Selective inhibition of TGF-β-induced epithelial-mesenchymal transition overcomes chemotherapy resistance in high-risk lung squamous cell carcinoma.

Abstract

Lung squamous cell carcinoma (LUSC) represents a major subtype of lung cancer, and it demonstrates limited treatment options and worse survival. Identifications of a prognostic model and chemoresistance mechanism can be helpful for improving stratification and guiding therapy decisions. The integrative development of machine learning-based models reveals a random survival forest (RSF) prognostic model for LUSC. The 12-gene RSF model exhibits high prognostic power in more than 1,000 LUSC patients. High-risk LUSC patients are associated with worse survival and the activation of the epithelial-mesenchymal transition pathway. Additionally, high-risk LUSC patients are resistant to docetaxel or vinorelbine treatment.
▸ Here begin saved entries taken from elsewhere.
//! Error types for the control core.
//!
//! One enum per surface: actions, sessions, configuration.  Unresolved
//! ports and malformed action fields are deliberately *not* errors; they
//! turn into no-ops or neutral readings inside the handlers.

use core::fmt;

// ---------------------------------------------------------------------------
// Action errors
// ---------------------------------------------------------------------------

/// Failure of a single action request.
#[derive(Debug, Clone, PartialEq, Eq)]
pub enum ActionError {
    /// The request named an action the dispatcher does not know.
    UnknownAction(String),
    /// A newer read on the same slot replaced this pending request.
    Superseded,
    /// The session closed while the request was still pending.
    Cancelled,
    /// The completion queue has no room left for another pending request.
    QueueFull,
}

impl fmt::Display for ActionError {
    fn fmt(&self, f: &mut fmt::Formatter<'_>) -> fmt::Result {
        match self {
            Self::UnknownAction(name) => write!(f, "unknown action \"{name}\""),
            Self::Superseded => write!(f, "superseded by a newer read on the same slot"),
            Self::Cancelled => write!(f, "cancelled by session close"),
            Self::QueueFull => write!(f, "completion queue full, drain events and retry"),
        }
    }
}

impl std::error::Error for ActionError {}

// ---------------------------------------------------------------------------
// Session errors
// ---------------------------------------------------------------------------

#[derive(Debug, Clone, PartialEq, Eq)]
pub enum SessionError {
    /// `open` while a session is opening or open.
    AlreadyOpen,
    /// `open` without a transport identifier.
    MissingTransport,
    /// The link did not come up within the open timeout.
    Timeout,
    /// The board reported a connection failure.
    ConnectFailed(String),
    /// Too many consecutive liveness probes went unanswered.
    LivenessLost,
}

impl fmt::Display for SessionError {
    fn fmt(&self, f: &mut fmt::Formatter<'_>) -> fmt::Result {
        match self {
            Self::AlreadyOpen => write!(f, "session already open"),
            Self::MissingTransport => write!(f, "no transport identifier given"),
            Self::Timeout => write!(f, "timed out opening board connection"),
            Self::ConnectFailed(reason) => write!(f, "board connection failed: {reason}"),
            Self::LivenessLost => write!(f, "board stopped answering liveness probes"),
        }
    }
}

impl std::error::Error for SessionError {}

// ---------------------------------------------------------------------------
// Configuration errors
// ---------------------------------------------------------------------------

#[derive(Debug, Clone, Copy, PartialEq, Eq)]
pub enum ConfigError {
    /// A field failed range validation; names the field.
    ValidationFailed(&'static str),
}

impl fmt::Display for ConfigError {
    fn fmt(&self, f: &mut fmt::Formatter<'_>) -> fmt::Result {
        match self {
            Self::ValidationFailed(field) => write!(f, "validation failed: {field}"),
        }
    }
}

impl std::error::Error for ConfigError {}
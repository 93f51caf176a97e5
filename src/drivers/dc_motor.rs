//! DC motor driver for dual-pin (drive + direction) motor ports.
//!
//! Each motor port has a variable-output drive pin (pin A) and a digital
//! direction pin (pin B).  The four drive modes map to pin states as:
//!
//! | Mode    | pin B    | pin A         |
//! |---------|----------|---------------|
//! | Normal  | inactive | power         |
//! | Reverse | active   | 1023 − power  |
//! | Coast   | inactive | 0             |
//! | Brake   | active   | 1023          |
//!
//! Power is stored per port and re-applied whenever the mode changes.

use heapless::Vec;
use log::{debug, warn};
use serde::Deserialize;

use crate::app::ports::{BoardPort, Level, PinMode};
use crate::pins::{self, PinSpec, PortGroup};

/// Full-scale drive value.
pub const MAX_POWER: u16 = 1023;

const MAX_MOTORS: usize = 4;

#[derive(Debug, Clone, Copy, PartialEq, Eq, Deserialize)]
#[serde(rename_all = "lowercase")]
pub enum MotorMode {
    Normal,
    Reverse,
    Coast,
    Brake,
}

#[derive(Debug, Clone, Copy, PartialEq, Eq, Deserialize)]
#[serde(rename_all = "lowercase")]
pub enum Direction {
    Forward,
    Backward,
}

impl From<Direction> for MotorMode {
    fn from(dir: Direction) -> Self {
        match dir {
            Direction::Forward => Self::Normal,
            Direction::Backward => Self::Reverse,
        }
    }
}

/// Pin states for a mode at a given stored power: `(pin B level, pin A value)`.
pub fn drive_levels(mode: MotorMode, power: u16) -> (Level, u16) {
    let power = power.min(MAX_POWER);
    match mode {
        MotorMode::Normal => (Level::Inactive, power),
        MotorMode::Reverse => (Level::Active, MAX_POWER - power),
        MotorMode::Coast => (Level::Inactive, 0),
        MotorMode::Brake => (Level::Active, MAX_POWER),
    }
}

/// Scale a 0–100 percentage to the 0–1023 drive range (clamped, floored).
pub fn scale_power(percent: f64) -> u16 {
    let p = if percent.is_nan() { 0.0 } else { percent.clamp(0.0, 100.0) };
    (p * f64::from(MAX_POWER) / 100.0).floor() as u16
}

#[derive(Debug, Clone, Copy, PartialEq, Eq)]
pub struct MotorState {
    pub power: u16,
    pub mode: MotorMode,
}

impl MotorState {
    const IDLE: Self = Self {
        power: 0,
        mode: MotorMode::Coast,
    };
}

#[derive(Debug)]
struct MotorChannel {
    port: &'static str,
    drive_pin: u8,
    dir_pin: u8,
    state: MotorState,
}

/// Every motor port on the board, created at construction from the port
/// table and never removed.
pub struct DcMotors {
    channels: Vec<MotorChannel, MAX_MOTORS>,
}

impl DcMotors {
    pub fn new() -> Self {
        let mut channels = Vec::new();
        for entry in pins::ports_in(PortGroup::Actuator) {
            if let PinSpec::Pair { analog, digital } = entry.spec {
                let channel = MotorChannel {
                    port: entry.name,
                    drive_pin: analog,
                    dir_pin: digital,
                    state: MotorState::IDLE,
                };
                if channels.push(channel).is_err() {
                    warn!("DcMotors: no room for motor port {}", entry.name);
                }
            }
        }
        Self { channels }
    }

    /// Forget all stored power/mode (re-initialisation).  No board I/O.
    pub fn reset(&mut self) {
        for ch in &mut self.channels {
            ch.state = MotorState::IDLE;
        }
    }

    /// Configure a motor port's pins and force it to coast at power 0.
    /// Returns `false` for ports that are not motor ports.
    pub fn init_port(&mut self, board: &mut impl BoardPort, port: &str) -> bool {
        let Some(ch) = self.channel_mut(port) else {
            return false;
        };
        board.set_pin_mode(ch.dir_pin, PinMode::Output);
        board.set_pin_mode(ch.drive_pin, PinMode::Pwm);
        ch.state = MotorState::IDLE;
        apply(board, ch);
        true
    }

    /// Store a new power (percent) and re-apply the current mode.
    pub fn set_power(&mut self, board: &mut impl BoardPort, port: &str, percent: f64) {
        let Some(ch) = self.channel_mut(port) else {
            debug!("DcMotors: set_power on non-motor port {}", port);
            return;
        };
        ch.state.power = scale_power(percent);
        apply(board, ch);
    }

    /// Store a new mode and re-apply it with the stored power.
    pub fn set_mode(&mut self, board: &mut impl BoardPort, port: &str, mode: MotorMode) {
        let Some(ch) = self.channel_mut(port) else {
            debug!("DcMotors: set_mode on non-motor port {}", port);
            return;
        };
        ch.state.mode = mode;
        apply(board, ch);
    }

    pub fn state(&self, port: &str) -> Option<MotorState> {
        self.channels.iter().find(|c| c.port == port).map(|c| c.state)
    }

    fn channel_mut(&mut self, port: &str) -> Option<&mut MotorChannel> {
        self.channels.iter_mut().find(|c| c.port == port)
    }
}

impl Default for DcMotors {
    fn default() -> Self {
        Self::new()
    }
}

fn apply(board: &mut impl BoardPort, ch: &MotorChannel) {
    let (dir, drive) = drive_levels(ch.state.mode, ch.state.power);
    board.digital_write(ch.dir_pin, dir);
    board.analog_write(ch.drive_pin, drive);
    debug!(
        "Motor {}: {:?} power={} -> dir={:?} drive={}",
        ch.port, ch.state.mode, ch.state.power, dir, drive
    );
}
In vitro and in vivo drug sensitivity experiments indicates that high-risk HCC15/H226 tumour cells and cell line-derived xenograft models are more resistant to vinorelbine treatment. Furthermore, the combination of chemotherapy with transforming growth factor-β inhibition augments antitumour responses in LUSC tumours. Our study provides valuable insights into prognosis stratification and the development of therapeutic strategies for LUSC.